## Records provided:
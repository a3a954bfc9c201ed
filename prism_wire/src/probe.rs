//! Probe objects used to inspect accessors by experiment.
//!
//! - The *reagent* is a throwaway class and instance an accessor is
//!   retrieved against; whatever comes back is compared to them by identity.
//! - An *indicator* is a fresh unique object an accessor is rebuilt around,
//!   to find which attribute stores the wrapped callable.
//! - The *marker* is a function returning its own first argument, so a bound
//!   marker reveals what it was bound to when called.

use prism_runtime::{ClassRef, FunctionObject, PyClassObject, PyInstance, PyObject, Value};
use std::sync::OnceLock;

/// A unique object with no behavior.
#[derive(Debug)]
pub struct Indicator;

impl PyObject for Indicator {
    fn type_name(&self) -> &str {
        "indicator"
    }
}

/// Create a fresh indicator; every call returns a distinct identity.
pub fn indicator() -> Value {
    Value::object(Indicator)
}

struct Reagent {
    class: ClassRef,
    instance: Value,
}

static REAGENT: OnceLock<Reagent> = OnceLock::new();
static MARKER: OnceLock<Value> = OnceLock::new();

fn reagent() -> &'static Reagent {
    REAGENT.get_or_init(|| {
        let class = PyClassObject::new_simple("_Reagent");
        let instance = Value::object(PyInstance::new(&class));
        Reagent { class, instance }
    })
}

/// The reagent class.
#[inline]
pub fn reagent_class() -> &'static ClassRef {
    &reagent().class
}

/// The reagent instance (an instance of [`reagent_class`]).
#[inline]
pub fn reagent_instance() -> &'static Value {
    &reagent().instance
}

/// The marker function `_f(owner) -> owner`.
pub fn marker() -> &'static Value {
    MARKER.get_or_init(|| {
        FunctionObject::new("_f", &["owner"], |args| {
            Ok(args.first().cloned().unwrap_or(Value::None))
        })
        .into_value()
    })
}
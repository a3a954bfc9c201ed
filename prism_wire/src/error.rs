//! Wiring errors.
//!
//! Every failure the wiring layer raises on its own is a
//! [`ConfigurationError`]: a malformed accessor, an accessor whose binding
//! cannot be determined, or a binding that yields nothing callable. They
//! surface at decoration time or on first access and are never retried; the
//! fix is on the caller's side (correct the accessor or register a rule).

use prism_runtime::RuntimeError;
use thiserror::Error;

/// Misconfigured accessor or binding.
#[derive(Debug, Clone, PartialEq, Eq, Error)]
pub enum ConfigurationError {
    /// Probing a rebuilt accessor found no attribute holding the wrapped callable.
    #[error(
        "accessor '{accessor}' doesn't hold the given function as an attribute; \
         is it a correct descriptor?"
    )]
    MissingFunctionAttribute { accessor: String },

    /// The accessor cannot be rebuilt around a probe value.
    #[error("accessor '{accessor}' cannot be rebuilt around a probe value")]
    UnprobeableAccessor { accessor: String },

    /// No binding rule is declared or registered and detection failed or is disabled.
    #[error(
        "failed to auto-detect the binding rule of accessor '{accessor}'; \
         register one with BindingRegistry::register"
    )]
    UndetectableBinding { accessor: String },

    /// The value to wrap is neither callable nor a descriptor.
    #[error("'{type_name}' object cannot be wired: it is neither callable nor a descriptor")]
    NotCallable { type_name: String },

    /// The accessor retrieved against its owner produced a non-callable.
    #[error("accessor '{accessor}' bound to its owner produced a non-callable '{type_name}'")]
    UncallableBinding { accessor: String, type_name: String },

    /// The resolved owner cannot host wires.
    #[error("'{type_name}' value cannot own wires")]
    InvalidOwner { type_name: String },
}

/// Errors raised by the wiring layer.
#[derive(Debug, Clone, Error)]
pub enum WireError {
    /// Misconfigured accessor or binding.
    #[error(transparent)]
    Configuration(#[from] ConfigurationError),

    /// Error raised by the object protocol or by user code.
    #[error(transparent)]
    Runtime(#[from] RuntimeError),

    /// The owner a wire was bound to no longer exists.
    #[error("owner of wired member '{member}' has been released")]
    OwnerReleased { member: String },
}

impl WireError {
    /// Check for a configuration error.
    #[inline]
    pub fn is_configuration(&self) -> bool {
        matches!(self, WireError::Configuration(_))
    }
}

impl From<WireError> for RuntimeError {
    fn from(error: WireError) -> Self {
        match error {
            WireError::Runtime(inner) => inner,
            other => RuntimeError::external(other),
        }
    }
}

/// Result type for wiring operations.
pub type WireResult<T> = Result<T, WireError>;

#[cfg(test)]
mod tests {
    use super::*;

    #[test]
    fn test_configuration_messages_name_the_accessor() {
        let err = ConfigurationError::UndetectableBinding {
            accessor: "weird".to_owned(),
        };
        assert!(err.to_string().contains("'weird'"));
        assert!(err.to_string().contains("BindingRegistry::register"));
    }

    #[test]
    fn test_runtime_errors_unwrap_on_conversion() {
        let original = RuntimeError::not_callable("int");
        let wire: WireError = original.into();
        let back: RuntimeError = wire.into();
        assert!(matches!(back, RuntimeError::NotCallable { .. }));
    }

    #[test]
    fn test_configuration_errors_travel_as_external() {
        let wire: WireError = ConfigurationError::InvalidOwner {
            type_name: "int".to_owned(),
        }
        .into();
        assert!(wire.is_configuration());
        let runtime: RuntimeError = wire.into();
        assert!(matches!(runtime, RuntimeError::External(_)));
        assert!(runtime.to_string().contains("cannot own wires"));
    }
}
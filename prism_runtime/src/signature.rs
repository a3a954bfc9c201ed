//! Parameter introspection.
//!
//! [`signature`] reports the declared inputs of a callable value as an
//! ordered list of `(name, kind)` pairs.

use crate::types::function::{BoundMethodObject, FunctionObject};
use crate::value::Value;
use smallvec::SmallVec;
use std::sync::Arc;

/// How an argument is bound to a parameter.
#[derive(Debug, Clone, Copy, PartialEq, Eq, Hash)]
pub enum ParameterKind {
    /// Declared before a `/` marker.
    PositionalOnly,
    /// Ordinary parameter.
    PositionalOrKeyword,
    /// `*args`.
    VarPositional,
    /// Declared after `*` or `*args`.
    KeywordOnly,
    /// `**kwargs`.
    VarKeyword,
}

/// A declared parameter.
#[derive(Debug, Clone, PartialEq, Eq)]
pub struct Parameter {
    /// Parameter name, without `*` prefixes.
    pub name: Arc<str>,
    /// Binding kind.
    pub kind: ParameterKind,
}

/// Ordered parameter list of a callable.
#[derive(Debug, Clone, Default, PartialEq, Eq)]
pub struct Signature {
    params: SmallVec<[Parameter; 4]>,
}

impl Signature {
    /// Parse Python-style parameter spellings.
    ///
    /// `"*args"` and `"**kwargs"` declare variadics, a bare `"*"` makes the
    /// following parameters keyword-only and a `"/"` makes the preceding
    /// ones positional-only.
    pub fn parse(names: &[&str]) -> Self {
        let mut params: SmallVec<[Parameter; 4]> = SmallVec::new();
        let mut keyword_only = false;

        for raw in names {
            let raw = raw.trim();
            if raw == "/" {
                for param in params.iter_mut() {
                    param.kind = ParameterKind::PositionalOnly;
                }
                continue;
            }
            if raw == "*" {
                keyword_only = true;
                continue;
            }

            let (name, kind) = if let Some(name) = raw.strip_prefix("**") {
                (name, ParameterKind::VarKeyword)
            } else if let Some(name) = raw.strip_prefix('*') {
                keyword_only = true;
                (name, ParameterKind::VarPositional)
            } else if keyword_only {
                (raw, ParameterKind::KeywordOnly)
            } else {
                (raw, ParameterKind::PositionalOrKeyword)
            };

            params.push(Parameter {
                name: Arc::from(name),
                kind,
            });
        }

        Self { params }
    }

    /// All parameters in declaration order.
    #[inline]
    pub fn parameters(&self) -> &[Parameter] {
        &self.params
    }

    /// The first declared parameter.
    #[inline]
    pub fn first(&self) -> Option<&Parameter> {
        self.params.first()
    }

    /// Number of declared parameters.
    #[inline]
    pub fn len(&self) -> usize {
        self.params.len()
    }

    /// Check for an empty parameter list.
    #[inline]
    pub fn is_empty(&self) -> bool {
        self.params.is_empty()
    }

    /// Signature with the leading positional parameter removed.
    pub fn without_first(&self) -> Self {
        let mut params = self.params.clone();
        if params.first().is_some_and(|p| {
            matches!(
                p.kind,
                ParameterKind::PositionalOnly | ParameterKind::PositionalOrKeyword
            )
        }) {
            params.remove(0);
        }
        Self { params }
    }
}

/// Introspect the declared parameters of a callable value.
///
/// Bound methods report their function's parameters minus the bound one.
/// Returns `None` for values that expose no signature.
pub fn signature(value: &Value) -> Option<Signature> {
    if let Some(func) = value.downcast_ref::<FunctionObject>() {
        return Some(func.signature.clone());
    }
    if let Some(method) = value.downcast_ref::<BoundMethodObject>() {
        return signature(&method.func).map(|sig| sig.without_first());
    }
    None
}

## Directions:
From the first line of the listing above to the line that contains "- An *indicator*", inclusive, restate every line word for word. Nothing else belongs in the answer.

## Answer space:
repository a3a954bfc9c201ed
filename prism_wire/src/probe.rs
//! Probe objects used to inspect accessors by experiment.
//!
//! - The *reagent* is a throwaway class and instance an accessor is
//!   retrieved against; whatever comes back is compared to them by identity.
//! - An *indicator* is a fresh unique object an accessor is rebuilt around,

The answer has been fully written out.